Users can access the new environmental information by clicking on the "Featured Content" checkbox in the Google Earth sidebar, and then selecting a content provider to find out more about a particular geographic area. The UNEP overlay, for example, provides before-and-after imagery and text detailing the fates of 100 areas of extreme environmental degradation around the world (such as sub-Saharan Africa and the Amazon rainforest) over the past three decades. The National Park Service overlay includes detailed park descriptions, and information on visitor facilities and hiking trails within 58 American national parks. Users clicking onto the Jane Goodall Institute overlay can virtually visit with and learn about the chimpanzees in Tanzania"s Gombe reserve.

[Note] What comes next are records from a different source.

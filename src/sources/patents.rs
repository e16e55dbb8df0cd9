//! Patent search against the Lens.org patent API.

use chrono::{DateTime, NaiveDate, Utc};
use serde::Deserialize;
use serde_json::json;

use super::FetchError;
use crate::signals::Patent;

const LENS_URL: &str = "https://api.lens.org/patent/search";

/// Largest page the Lens API returns.
const PAGE_SIZE: usize = 100;

#[derive(Deserialize)]
struct SearchResponse {
    #[serde(default)]
    data: Vec<LensPatent>,
}

#[derive(Deserialize, Default)]
#[serde(default)]
struct LensPatent {
    lens_id: Option<String>,
    doc_number: Option<String>,
    date_published: Option<String>,
    biblio: Biblio,
    #[serde(rename = "abstract")]
    abstract_text: Vec<Text>,
    legal_status: LegalStatus,
}

#[derive(Deserialize, Default)]
#[serde(default)]
struct Biblio {
    invention_title: Vec<Text>,
    application_reference: Option<DateRef>,
    priority_claims: Option<PriorityClaims>,
    parties: Parties,
}

#[derive(Deserialize)]
struct Text {
    #[serde(default)]
    text: String,
}

#[derive(Deserialize)]
struct DateRef {
    date: Option<String>,
}

#[derive(Deserialize)]
struct PriorityClaims {
    earliest_claim: Option<DateRef>,
}

#[derive(Deserialize, Default)]
#[serde(default)]
struct Parties {
    applicants: Vec<Party>,
    owners_all: Vec<Party>,
    inventors: Vec<Party>,
}

#[derive(Deserialize)]
struct Party {
    extracted_name: Option<Name>,
}

#[derive(Deserialize)]
struct Name {
    value: Option<String>,
}

#[derive(Deserialize, Default)]
#[serde(default)]
struct LegalStatus {
    grant_date: Option<String>,
}

impl Party {
    fn name(&self) -> Option<&str> {
        self.extracted_name
            .as_ref()
            .and_then(|n| n.value.as_deref())
            .filter(|v| !v.is_empty())
    }
}

pub fn fetch_patents(
    client: &reqwest::blocking::Client,
    token: &str,
    company_name: &str,
) -> Result<Vec<Patent>, FetchError> {
    let payload = json!({
        "query": {
            "bool": {
                "should": [
                    {"match": {"applicant.name": company_name}},
                    {"match": {"owner_all.name": company_name}},
                ]
            }
        },
        "size": PAGE_SIZE,
        "include": ["lens_id", "doc_number", "date_published", "biblio", "abstract", "legal_status"],
    });

    let response = client
        .post(LENS_URL)
        .query(&[("token", token)])
        .json(&payload)
        .send()?;

    if !response.status().is_success() {
        return Err(FetchError::Status(response.status().as_u16()));
    }

    let body: SearchResponse = response.json()?;
    let patents: Vec<Patent> = body
        .data
        .into_iter()
        .map(|p| to_patent(p, Utc::now()))
        .collect();

    tracing::info!(company = company_name, count = patents.len(), "fetched patents");
    Ok(patents)
}

/// RFC 3339 timestamps or bare `YYYY-MM-DD` dates (taken as midnight UTC).
fn parse_date(value: Option<&str>) -> Option<DateTime<Utc>> {
    let value = value?.trim();
    if let Ok(dt) = DateTime::parse_from_rfc3339(value) {
        return Some(dt.with_timezone(&Utc));
    }
    NaiveDate::parse_from_str(value, "%Y-%m-%d")
        .ok()
        .and_then(|d| d.and_hms_opt(0, 0, 0))
        .map(|dt| dt.and_utc())
}

/// Filing date prefers the application date, then the earliest priority
/// claim, then the publication date, and finally `now`.
fn to_patent(p: LensPatent, now: DateTime<Utc>) -> Patent {
    let biblio = &p.biblio;

    let filing = biblio
        .application_reference
        .as_ref()
        .and_then(|r| r.date.as_deref())
        .or_else(|| {
            biblio
                .priority_claims
                .as_ref()
                .and_then(|c| c.earliest_claim.as_ref())
                .and_then(|r| r.date.as_deref())
        })
        .or(p.date_published.as_deref());

    let assignee = biblio
        .parties
        .applicants
        .first()
        .and_then(Party::name)
        .or_else(|| biblio.parties.owners_all.first().and_then(Party::name))
        .unwrap_or_default()
        .to_string();

    Patent {
        patent_number: p.doc_number.clone().or(p.lens_id.clone()).unwrap_or_default(),
        title: biblio
            .invention_title
            .first()
            .map(|t| t.text.clone())
            .unwrap_or_default(),
        abstract_text: p
            .abstract_text
            .first()
            .map(|t| t.text.clone())
            .unwrap_or_default(),
        filing_date: parse_date(filing).unwrap_or(now),
        grant_date: parse_date(p.legal_status.grant_date.as_deref()),
        inventors: biblio
            .parties
            .inventors
            .iter()
            .filter_map(Party::name)
            .map(str::to_string)
            .collect(),
        assignee,
    }
}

“We are excited to provide users with the opportunity to learn more about the natural wonders and manmade landmarks of the world with Featured Content for Google Earth,” says Google"s John Hanke. “We believe Google Earth is an excellent medium for organizing and sharing the world’s geographic information. We will continue to explore opportunities to bring visually compelling and informative content into Google Earth,” he adds.